Challenges Raised by Charter School Leaders
We’ve also been regularly connecting with our schools to hear more about the challenges they are facing in providing services for students with disabilities. One of the most consistent problems LEAs are facing is having adequate special education staff. Even before the pandemic, staffing special education services was a challenge, but COVID-19 has exacerbated staffing issues. Now, more than ever, charter schools need more qualified special educators.
A second challenge charter schools face are with the vendors and contractors they work with. Often, these outside service providers don’t have the capacity needed to really support the needs of our schools’ students with disabilities. That lack of capacity has required additional creativity and innovation from our schools to get needed support and services to their students.
Finally, I want to acknowledge that despite the missed services from staffing and capacity issues, coupled with pandemic difficulties of being virtual for so long, our schools are serious about helping students with disabilities recover those missed services and instruction opportunities. School leaders are exploring creative compensatory services, where appropriate, and other supportive arrangements with students with disabilities and their families.
There are things we can do to better support students with disabilities and address some of the challenges our schools are facing.
To start, we need to recruit and retain more special educators. That means we need to have the funding to pay them what they’re worth. Additionally, in a city that’s becoming more and more difficult to afford housing in, considering financial incentives for educators to live in and/or relocate to the District could be a powerful retention and recruitment tool.
Second, we can and should support students with disabilities by providing special education services for longer than we do right now. That’s why we support expanding eligibility for students with disabilities, allowing access to services for another year beyond what’s currently allowed. Expanding eligibility can help make up for some of the missed services and instructional opportunities lost to the pandemic.

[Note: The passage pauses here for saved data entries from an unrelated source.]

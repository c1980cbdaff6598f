//! Normalization.
//!
//! # Syntax-based normalization
//!
//! [`Uri::normalized`][`crate::Uri::normalized`] applies the case and path
//! segment normalizations of
//! [RFC 3986 section 6.2.2](https://tools.ietf.org/html/rfc3986#section-6.2.2)
//! to a whole URI, and also drops the default port of the scheme
//! (scheme-based normalization, section 6.2.3).
//!
//! Percent-encoding normalization is a separate string operation,
//! [`normalize_percent_encoding`], since decoding a triplet can change how
//! a component is split when applied to a whole URI string.
//!
//! # Normalization never fails
//!
//! Removing dot segments from the path of a URI without authority can
//! produce a path starting with `//`, for example `foo:.///bar` and
//! `foo:/..//bar`. Written as is, `foo://bar` would have the authority
//! `bar`, so such a path is serialized with a `/.` prefix as WHATWG URL
//! Standard does, and the result is `foo:/.//bar`.
//!
//! ```
//! use uri_generic::Uri;
//!
//! let uri = Uri::parse("foo:.///bar")?;
//! assert_eq!(uri.normalized().as_str(), "foo:/.//bar");
//! assert_eq!(uri.normalized().normalized().as_str(), "foo:/.//bar");
//! # Ok::<_, uri_generic::Error>(())
//! ```

mod pct_case;
mod remove_dot_segments;

pub use self::pct_case::normalize_percent_encoding;
pub use self::remove_dot_segments::{merge_paths, remove_dot_segments};
pub(crate) use self::remove_dot_segments::remove_dot_segments_relative;
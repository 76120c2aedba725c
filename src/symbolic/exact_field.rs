//! # Exact field
//!
//! The coefficient domain of every polynomial in the crate: arbitrary precision rationals
//! (`num::BigRational`, aliased as [`QQ`]). Nothing here ever rounds.
//!
//! ## Main functions
//! - [`to_rational`] converts a decimal/scientific literal such as `"2.5e-3"` into an exact rational
//!   by multiplying out the decimal scale, without any floating point intermediate
//! - [`coerce_f64`] converts a float through its shortest decimal representation; with
//!   `strict == false` failures are downgraded to `1` with a warning
//! - [`checked_rational_pow`] refuses powers whose exact value would be unreasonably large
//! - [`rational_gcd`] / [`content_of`]: gcd of rationals, `gcd(a/b, c/d) = gcd(a, c) / lcm(b, d)`
use crate::symbolic::algebra_error::{AlgebraError, AlgebraResult};
use log::warn;
use num::bigint::BigInt;
use num::rational::BigRational;
use num::{Integer, One, Signed, Zero};

/// the field of rational numbers
pub type QQ = BigRational;

/// largest magnitude of the `e` exponent accepted by [`to_rational`]
pub const MAX_DECIMAL_SCALE: u64 = 10_000;

/// lower bound on the bit length of a power that [`checked_rational_pow`] refuses to build
pub const MAX_POWER_BITS: u64 = 1 << 24;

pub fn qq(numer: i64, denom: i64) -> QQ {
    BigRational::new(BigInt::from(numer), BigInt::from(denom))
}

pub fn qq_int(value: i64) -> QQ {
    BigRational::from_integer(BigInt::from(value))
}

fn ten_to(power: u64) -> BigInt {
    num::pow(BigInt::from(10), power as usize)
}

/// Exact conversion of a numeric literal: `[+-]? digits [. digits?] ([eE] [+-]? digits)?`.
/// ```
/// use RustedExactAlgebra::symbolic::exact_field::{to_rational, qq};
/// assert_eq!(to_rational("2.5e-1").unwrap(), qq(1, 4));
/// assert_eq!(to_rational("-12").unwrap(), qq(-12, 1));
/// ```
pub fn to_rational(literal: &str) -> AlgebraResult<QQ> {
    let text = literal.trim();
    let bad = || AlgebraError::Coercion(format!("'{}' is not a numeric literal", literal));
    let (negative, unsigned) = match text.strip_prefix('-') {
        Some(rest) => (true, rest),
        None => (false, text.strip_prefix('+').unwrap_or(text)),
    };
    let (mantissa, exponent) = match unsigned.find(['e', 'E']) {
        Some(pos) => {
            let exp_text = &unsigned[pos + 1..];
            let exp: i64 = exp_text.parse().map_err(|_| {
                if exp_text.trim_start_matches(['+', '-']).chars().all(|c| c.is_ascii_digit())
                    && !exp_text.trim_start_matches(['+', '-']).is_empty()
                {
                    AlgebraError::Coercion(format!(
                        "exponent of '{}' is not representable",
                        literal
                    ))
                } else {
                    bad()
                }
            })?;
            (&unsigned[..pos], exp)
        }
        None => (unsigned, 0),
    };
    let (int_part, frac_part) = match mantissa.split_once('.') {
        Some((i, f)) => (i, f),
        None => (mantissa, ""),
    };
    let well_formed = !int_part.is_empty()
        && int_part.chars().all(|c| c.is_ascii_digit())
        && frac_part.chars().all(|c| c.is_ascii_digit());
    if !well_formed {
        return Err(bad());
    }
    if exponent.unsigned_abs() > MAX_DECIMAL_SCALE {
        return Err(AlgebraError::Coercion(format!(
            "decimal exponent {} of '{}' is not representable",
            exponent, literal
        )));
    }
    let digits: BigInt = format!("{}{}", int_part, frac_part)
        .parse()
        .map_err(|_| bad())?;
    // the fraction length is bounded by the literal itself
    let scale = exponent - frac_part.len() as i64;
    let magnitude = if scale >= 0 {
        BigRational::from_integer(digits * ten_to(scale.unsigned_abs()))
    } else {
        BigRational::new(digits, ten_to(scale.unsigned_abs()))
    };
    Ok(if negative { -magnitude } else { magnitude })
}

/// Exact conversion of a float. Finite values go through the shortest decimal representation,
/// so `0.1` becomes `1/10`. NaN and infinities cannot be represented: with `strict` the failure
/// is returned, otherwise it is logged and `1` is used instead.
pub fn coerce_f64(value: f64, strict: bool) -> AlgebraResult<QQ> {
    let converted = if value.is_finite() {
        to_rational(&format!("{:e}", value))
    } else {
        Err(AlgebraError::Coercion(format!(
            "{} has no exact rational value",
            value
        )))
    };
    match converted {
        Ok(q) => Ok(q),
        Err(err) if !strict => {
            warn!("{}; using 1 instead", err);
            Ok(QQ::one())
        }
        Err(err) => Err(err),
    }
}

/// `base^power`, refused with `InvalidArgument` when the result would need more than
/// [`MAX_POWER_BITS`] bits. `0`, `1` and `-1` may be raised to any power.
pub fn checked_rational_pow(base: &QQ, power: u32) -> AlgebraResult<QQ> {
    let bits = base.numer().bits().max(base.denom().bits());
    if bits.saturating_sub(1).saturating_mul(power as u64) > MAX_POWER_BITS {
        return Err(AlgebraError::invalid_argument(format!(
            "({})^{} is too large to compute exactly",
            base, power
        )));
    }
    Ok(num::pow(base.clone(), power as usize))
}

/// Nonnegative gcd of two rationals: `gcd(a/b, c/d) = gcd(a, c) / lcm(b, d)`.
pub fn rational_gcd(a: &QQ, b: &QQ) -> QQ {
    if a.is_zero() {
        return b.abs();
    }
    if b.is_zero() {
        return a.abs();
    }
    let numer = a.numer().gcd(b.numer());
    let denom = a.denom().lcm(b.denom());
    BigRational::new(numer, denom)
}

/// gcd of a sequence of rationals, zero for an empty sequence
pub fn content_of<'a>(coefficients: impl IntoIterator<Item = &'a QQ>) -> QQ {
    coefficients
        .into_iter()
        .fold(QQ::zero(), |acc, c| rational_gcd(&acc, c))
}

/// Render a rational the way the printer and the parser agree on: integers bare,
/// fractions as `(p/q)`.
pub fn format_rational(value: &QQ) -> String {
    if value.is_integer() {
        format!("{}", value.numer())
    } else {
        format!("({}/{})", value.numer(), value.denom())
    }
}
//! Settings of the algebra engine, read from a TOML document:
//! ```toml
//! [algebra]
//! strict_coercion = false
//! loglevel = "debug"
//! ```
use crate::Utils::logger::{init_logger, level_filter};
use crate::symbolic::algebra_error::{AlgebraError, AlgebraResult};
use crate::symbolic::exact_field::{QQ, coerce_f64};
use crate::symbolic::sparse_polynomial::SparsePolynomial;
use crate::symbolic::sparse_vector::SparseVector;
use crate::symbolic::variables::VariableList;
use toml::{Table, Value};

#[derive(Debug, Clone, PartialEq, Eq)]
pub struct AlgebraSettings {
    /// coercion failures are errors (true) or fall back to one with a warning (false)
    pub strict_coercion: bool,
    pub loglevel: Option<String>,
}

impl Default for AlgebraSettings {
    fn default() -> Self {
        AlgebraSettings {
            strict_coercion: true,
            loglevel: Some("info".to_string()),
        }
    }
}

impl AlgebraSettings {
    /// Reads the optional `[algebra]` table; missing keys keep their defaults.
    pub fn from_toml_str(document: &str) -> AlgebraResult<Self> {
        let table: Table = toml::from_str(document)
            .map_err(|e| AlgebraError::parse(document, e.message().to_string()))?;
        let mut settings = AlgebraSettings::default();
        let Some(section) = table.get("algebra") else {
            return Ok(settings);
        };
        let section = section.as_table().ok_or_else(|| {
            AlgebraError::invalid_argument("[algebra] must be a table")
        })?;
        for (key, value) in section {
            match (key.as_str(), value) {
                ("strict_coercion", Value::Boolean(flag)) => settings.strict_coercion = *flag,
                ("loglevel", Value::String(level)) => {
                    level_filter(Some(level.as_str()))?;
                    settings.loglevel = Some(level.clone());
                }
                (key, value) => {
                    return Err(AlgebraError::invalid_argument(format!(
                        "unexpected setting {} = {}",
                        key, value
                    )));
                }
            }
        }
        Ok(settings)
    }

    pub fn init_logging(&self) -> AlgebraResult<()> {
        init_logger(self.loglevel.as_deref())
    }

    /// Exact value of a float under the configured coercion policy.
    pub fn coerce(&self, value: f64) -> AlgebraResult<QQ> {
        coerce_f64(value, self.strict_coercion)
    }

    pub fn vector_from_f64(&self, values: &[f64]) -> AlgebraResult<SparseVector> {
        SparseVector::from_f64(values, self.strict_coercion)
    }

    /// Linear form `sum values[i] * x_i` with float coefficients coerced under this policy.
    pub fn linear_form_from_f64(
        &self,
        values: &[f64],
        varnames: impl Into<VariableList>,
    ) -> AlgebraResult<SparsePolynomial> {
        SparsePolynomial::from_f64_vector(values, varnames, self.strict_coercion)
    }
}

And finally, we must make sure that our schools have the resources they need to fully support students with disabilities. As you know, schools receive additional funding from a special education weight on top of base level funding for each student. That’s why we ask you to support continued, increased, and equitable investments in public education by appropriately increasing the UPSFF foundation level by at least 3.6 percent. This increase will partially close the gap between current funding levels and the recommended levels from the 2013 DC Education Adequacy Study, while keeping up with rising costs in the city. This is critical, because if foundation level funding is not up to par, schools will not receive adequate funding to support students with disabilities.
As I’ve said before this Council many times before, DC’s public charter schools are nimble, responsive, and innovative. Each charter school has a different model to create unique and responsive learning environments for their students so each one can choose a high-quality public school and receive a great public education that prepares them for lifelong success.
But we still have work to do. We know that we all share the same goal—to build a truly equitable system that provides an education for all our students, including our students with disabilities. We at the DC Charter School Alliance are ready to work alongside the Council to ensure we are providing the education our students deserve.
Thank you for your time and attention to this matter, and I welcome your questions.